Myth 2. Obama is a tool of Wall Street.

Alter is right and wrong. Obama is pursuing policies that Wall Street doesn’t like, such as class-warfare tax hikes. On the other hand, he supported the TARP bailout and pushed for the Dodd-Frank bailout legislation that was supported by Goldman-Sachs and the other big players on Wall Street.

Myth 3. Obama is an effective public speaker.

I’m not sure what to say about this assertion. I don’t find his pedantic ramblings effective or persuasive, but I’m not the target audience.

Myth 4. Obama’s stimulus failed.

This is Alter’s most absurd assertion. To bolster his claim, he cites a handful of institutions that have Keynesian models, including the laughably inaccurate crowd at the Congressional Budget Office. Wow, what a revelation. Keynesians support Keynesianism. What’s next, a poll of Obama campaign staff showing that people support the President’s reelection? Read this post for a good explanation of how Keynesianism has failed.

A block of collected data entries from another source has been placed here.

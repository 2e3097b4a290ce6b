//! Dashboard Page (`/`)
//!
//! Counters, a keyword table per query, "Track all" and the supplementary widgets.

use leptos::prelude::*;
use tracing::error;
use visibility_core::actions::{self, TRACK_ALL_FAILED};
use visibility_core::api::Widget;
use visibility_core::dashboard::{keyword_rows, StatCards};
use visibility_core::model::QuerySummary;
use visibility_core::Route;

use super::{delete_and_refresh, provide_dashboard_store};
use crate::commands::{alert, navigate};
use crate::components::{DeleteConfirmButton, JsonWidget, Modal, StatCardsView, TrackButton};
use crate::context::{use_app_context, AppContext, ReloadScheduler};
use crate::store::{DashboardStateStoreFields, DashboardStore};

#[component]
pub fn DashboardPage() -> impl IntoView {
    let ctx = use_app_context();
    let store = provide_dashboard_store();
    let info_open = RwSignal::new(false);

    let track_all = move || async move {
        let scheduler = ReloadScheduler::new(ctx);
        match actions::track_all(&ctx.api(), &scheduler, ctx.refresh_delay()).await {
            Ok(message) => alert(&message),
            Err(e) => {
                error!(error = %e, "track-all failed");
                alert(&e.user_message(TRACK_ALL_FAILED));
            }
        }
    };

    let cards = Signal::derive(move || StatCards::from(&store.stats().get()));

    view! {
        <div class="page dashboard">
            <div class="page-header">
                <h1>"Dashboard"</h1>
                <div class="page-actions">
                    <button class="btn" on:click=move |_| info_open.set(true)>"ⓘ Metrics"</button>
                    <button class="btn" on:click=move |_| ctx.reload()>"Refresh"</button>
                    <TrackButton label="Track all" task=track_all />
                </div>
            </div>

            {move || store.error().get().map(|message| view! { <div class="error-banner">{message}</div> })}

            <StatCardsView cards=cards />

            <Show
                when=move || !store.loaded().get() || !store.queries().read().is_empty()
                fallback=|| view! {
                    <div class="empty-state">
                        <p>"No queries yet."</p>
                        <a class="btn primary" href=Route::NewQuery.href()>"Create your first query"</a>
                    </div>
                }
            >
                <For
                    each=move || store.queries().get()
                    key=|summary| summary.query.id.clone()
                    children=move |summary| view! { <QuerySection summary=summary ctx=ctx store=store /> }
                />
            </Show>

            <div class="widgets">
                {Widget::ALL.into_iter().map(|widget| view! { <JsonWidget widget=widget /> }).collect_view()}
            </div>

            <Modal title="About the metrics" open=info_open>
                <dl class="metrics-info">
                    <dt>"Position"</dt>
                    <dd>"Where the keyword first appears in the model's answer. Lower is better."</dd>
                    <dt>"Visibility"</dt>
                    <dd>"How prominently the keyword appears in the answer, from 0 to 100%."</dd>
                    <dt>"No data / Pending"</dt>
                    <dd>"The question has not been tracked for that keyword and model yet, or tracking failed."</dd>
                </dl>
            </Modal>
        </div>
    }
}

/// One query's keyword table with its actions
#[component]
fn QuerySection(summary: QuerySummary, ctx: AppContext, store: DashboardStore) -> impl IntoView {
    let id = StoredValue::new(summary.query.id.clone());
    let rows = keyword_rows(&summary);

    view! {
        <section class="query-section">
            <div class="query-section-header">
                <a class="query-name" href=Route::QueryDetail(id.get_value()).href()>{summary.query.name.clone()}</a>
                <div class="query-actions">
                    <button class="btn small" on:click=move |_| navigate(&Route::EditQuery(id.get_value()))>"Edit"</button>
                    <button class="btn small primary" on:click=move |_| navigate(&Route::QueryDetail(id.get_value()))>"Track"</button>
                    <DeleteConfirmButton
                        button_class="btn small danger"
                        on_confirm=move |_: ()| delete_and_refresh(ctx, store, id.get_value())
                    />
                </div>
            </div>
            <table class="keyword-table">
                <thead>
                    <tr>
                        <th>"Keyword"</th>
                        <th>"Avg. position"</th>
                        <th>"Avg. visibility"</th>
                    </tr>
                </thead>
                <tbody>
                    {rows.into_iter().map(|row| view! {
                        <tr>
                            <td>{row.keyword}</td>
                            <td>{row.avg_position}</td>
                            <td>{row.avg_visibility}</td>
                        </tr>
                    }).collect_view()}
                </tbody>
            </table>
        </section>
    }
}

Myth 5. Obama is a weak leader.

This isn’t my area of expertise, but I mostly agree with Alter’s assessment. For better or worse (and you know how I feel), the President put everything on the line to enact Obamacare. That was bad for the nation, but I suppose it required effective leadership.

In closing, the Washington Post does deserve some credit for having diversity on the opinion page. Yes, Alter’s column has a leftist perspective, but the paper routinely carries people like George Will, Robert Samuelson, and Charles Krauthammer.

That doesn’t excuse the Post for displaying bias in news articles, as I mentioned above, but I think it’s better than the New York Times (damning with faint praise).

Lastly, it’s worth noting that the Post’s editorials are dogmatically statist (though it does support Postal Service privatization, perhaps because that affects the paper’s bottom line).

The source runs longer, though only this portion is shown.